[Data entries]
*** Begin section ***
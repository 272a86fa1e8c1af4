use std::collections::VecDeque;

use eframe::egui::{self, Align, Context, Layout, Vec2};

use crate::data::{CollabGraph, SizeMetric};

use super::super::{Interaction, ViewModel, ViewOptions};

impl ViewModel {
    pub(in crate::app) const INITIAL_RANKING_ROWS: usize = 20;
    pub(in crate::app) const RANKING_PAGE_ROWS: usize = 20;
    pub(in crate::app) const RANKING_PREFETCH_MARGIN: usize = 4;
    pub(in crate::app) const INITIAL_SONG_ROWS: usize = 40;
    pub(in crate::app) const SONG_PAGE_ROWS: usize = 40;
    pub(in crate::app) const SONG_PREFETCH_MARGIN: usize = 6;

    pub(in crate::app) fn new(graph: CollabGraph, options: ViewOptions) -> Self {
        let ranking_limit = graph.node_count();
        let top_songs = graph.top_by_metric(SizeMetric::Songs, ranking_limit);
        let top_collaborations = graph.top_by_metric(SizeMetric::Collaborations, ranking_limit);
        let top_unique = graph.top_by_unique_collaborators(ranking_limit);

        Self {
            graph,
            metric: options.metric,
            link_visibility: options.link_visibility,
            search: String::new(),
            interaction: Interaction::default(),
            pan: Vec2::ZERO,
            zoom: 1.0,
            live_physics: true,
            physics_intensity: 1.0,
            physics_repulsion: 1.0,
            physics_spring: 1.0,
            physics_collision: 1.0,
            physics_velocity_damping: 0.88,
            graph_dirty: true,
            render_graph_revision: 0,
            graph_cache: None,
            search_match_cache: None,
            top_songs,
            top_collaborations,
            top_unique,
            ranking_rows_visible: Self::INITIAL_RANKING_ROWS,
            unique_rows_visible: Self::INITIAL_RANKING_ROWS,
            song_rows_visible: Self::INITIAL_SONG_ROWS,
            show_fps_bar: true,
            fps_current: 0.0,
            fps_samples: VecDeque::new(),
            visible_node_count: 0,
            visible_edge_count: 0,
            last_canvas_size: Vec2::ZERO,
        }
    }

    pub(in crate::app) fn show(
        &mut self,
        ctx: &Context,
        data_path: &str,
        reload_requested: &mut bool,
        is_loading: bool,
    ) {
        self.update_fps_counter(ctx);
        if self.graph_dirty {
            self.rebuild_render_graph();
        }

        egui::TopBottomPanel::top("top_bar")
            .resizable(false)
            .show(ctx, |ui| {
                ui.horizontal(|ui| {
                    ui.heading("collab-graph");
                    ui.separator();
                    ui.label(format!("dataset: {data_path}"));
                    ui.label(format!("producers: {}", self.graph.node_count()));
                    ui.label(format!("links: {}", self.graph.link_count()));
                    ui.label(format!("songs: {}", self.graph.song_count));
                    if let Some(star) = self.graph.most_collaborative() {
                        ui.label(format!(
                            "top collaborator: {} ({})",
                            star.name, star.unique_collaborators
                        ));
                    }
                    let reload_button =
                        ui.add_enabled(!is_loading, egui::Button::new("Reload dataset"));
                    if reload_button.clicked() {
                        *reload_requested = true;
                    }
                    ui.with_layout(Layout::right_to_left(Align::Center), |ui| {
                        if let Some(visible_graph_text) = self.visible_graph_text() {
                            ui.label(visible_graph_text);
                        }
                        if let Some(fps_text) = self.fps_display_text() {
                            ui.label(fps_text);
                        }
                        if let Some(producer) = self.hovered_producer() {
                            ui.label(format!("hovering: {}", producer.name));
                        }
                    });
                });
            });

        egui::SidePanel::left("controls")
            .resizable(true)
            .default_width(320.0)
            .show(ctx, |ui| self.draw_controls(ui));

        let details_open = self.interaction.selected.is_some();
        egui::SidePanel::right("details")
            .resizable(true)
            .default_width(340.0)
            .show_animated(ctx, details_open, |ui| self.draw_details(ui));

        egui::CentralPanel::default().show(ctx, |ui| {
            if is_loading {
                ui.vertical_centered(|ui| {
                    ui.add_space(120.0);
                    ui.heading("Reloading collaboration network...");
                    ui.add_space(8.0);
                    ui.spinner();
                });
            } else {
                self.draw_graph(ui);
            }
        });
    }

    fn hovered_producer(&self) -> Option<&crate::data::ProducerNode> {
        let cache = self.graph_cache.as_ref()?;
        let index = self.interaction.hovered?;
        let node = cache.nodes.get(index)?;
        self.graph.nodes.get(&node.id)
    }

    pub(in crate::app) fn set_selected(&mut self, selected: Option<String>) {
        if self.interaction.selected == selected {
            return;
        }

        self.interaction.selected = selected;
        self.song_rows_visible = Self::INITIAL_SONG_ROWS;
    }
}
*** End section ***
* [What is needed]: Reproduce all of the records exactly.

* [Output below]:
repository 272a86fa1e8c1af4
use std::collections::VecDeque;

use eframe::egui::{self, Align, Context, Layout, Vec2};

use crate::data::{CollabGraph, SizeMetric};

use super::super::{Interaction, ViewModel, ViewOptions};

impl ViewModel {
    pub(in crate::app) const INITIAL_RANKING_ROWS: usize = 20;
    pub(in crate::app) const RANKING_PAGE_ROWS: usize = 20;
    pub(in crate::app) const RANKING_PREFETCH_MARGIN: usize = 4;
    pub(in crate::app) const INITIAL_SONG_ROWS: usize = 40;
    pub(in crate::app) const SONG_PAGE_ROWS: usize = 40;
    pub(in crate::app) const SONG_PREFETCH_MARGIN: usize = 6;

    pub(in crate::app) fn new(graph: CollabGraph, options: ViewOptions) -> Self {
        let ranking_limit = graph.node_count();
        let top_songs = graph.top_by_metric(SizeMetric::Songs, ranking_limit);
        let top_collaborations = graph.top_by_metric(SizeMetric::Collaborations, ranking_limit);
        let top_unique = graph.top_by_unique_collaborators(ranking_limit);

        Self {
            graph,
            metric: options.metric,
            link_visibility: options.link_visibility,
            search: String::new(),
            interaction: Interaction::default(),
            pan: Vec2::ZERO,
            zoom: 1.0,
            live_physics: true,
            physics_intensity: 1.0,
            physics_repulsion: 1.0,
            physics_spring: 1.0,
            physics_collision: 1.0,
            physics_velocity_damping: 0.88,
            graph_dirty: true,
            render_graph_revision: 0,
            graph_cache: None,
            search_match_cache: None,
            top_songs,
            top_collaborations,
            top_unique,
            ranking_rows_visible: Self::INITIAL_RANKING_ROWS,
            unique_rows_visible: Self::INITIAL_RANKING_ROWS,
            song_rows_visible: Self::INITIAL_SONG_ROWS,
            show_fps_bar: true,
            fps_current: 0.0,
            fps_samples: VecDeque::new(),
            visible_node_count: 0,
            visible_edge_count: 0,
            last_canvas_size: Vec2::ZERO,
        }
    }

    pub(in crate::app) fn show(
        &mut self,
        ctx: &Context,
        data_path: &str,
        reload_requested: &mut bool,
        is_loading: bool,
    ) {
        self.update_fps_counter(ctx);
        if self.graph_dirty {
            self.rebuild_render_graph();
        }

        egui::TopBottomPanel::top("top_bar")
            .resizable(false)
            .show(ctx, |ui| {
                ui.horizontal(|ui| {
                    ui.heading("collab-graph");
                    ui.separator();
                    ui.label(format!("dataset: {data_path}"));
                    ui.label(format!("producers: {}", self.graph.node_count()));
                    ui.label(format!("links: {}", self.graph.link_count()));
                    ui.label(format!("songs: {}", self.graph.song_count));
                    if let Some(star) = self.graph.most_collaborative() {
                        ui.label(format!(
                            "top collaborator: {} ({})",
                            star.name, star.unique_collaborators
                        ));
                    }
                    let reload_button =
                        ui.add_enabled(!is_loading, egui::Button::new("Reload dataset"));
                    if reload_button.clicked() {
                        *reload_requested = true;
                    }
                    ui.with_layout(Layout::right_to_left(Align::Center), |ui| {
                        if let Some(visible_graph_text) = self.visible_graph_text() {
                            ui.label(visible_graph_text);
                        }
                        if let Some(fps_text) = self.fps_display_text() {
                            ui.label(fps_text);
                        }
                        if let Some(producer) = self.hovered_producer() {
                            ui.label(format!("hovering: {}", producer.name));
                        }
                    });
                });
            });

        egui::SidePanel::left("controls")
            .resizable(true)
            .default_width(320.0)
            .show(ctx, |ui| self.draw_controls(ui));

        let details_open = self.interaction.selected.is_some();
        egui::SidePanel::right("details")
            .resizable(true)
            .default_width(340.0)
            .show_animated(ctx, details_open, |ui| self.draw_details(ui));

        egui::CentralPanel::default().show(ctx, |ui| {
            if is_loading {
                ui.vertical_centered(|ui| {
                    ui.add_space(120.0);
                    ui.heading("Reloading collaboration network...");
                    ui.add_space(8.0);
                    ui.spinner();
                });
            } else {
                self.draw_graph(ui);
            }
        });
    }

    fn hovered_producer(&self) -> Option<&crate::data::ProducerNode> {
        let cache = self.graph_cache.as_ref()?;
        let index = self.interaction.hovered?;
        let node = cache.nodes.get(index)?;
        self.graph.nodes.get(&node.id)
    }

    pub(in crate::app) fn set_selected(&mut self, selected: Option<String>) {
        if self.interaction.selected == selected {
            return;
        }

        self.interaction.selected = selected;
        self.song_rows_visible = Self::INITIAL_SONG_ROWS;
    }
}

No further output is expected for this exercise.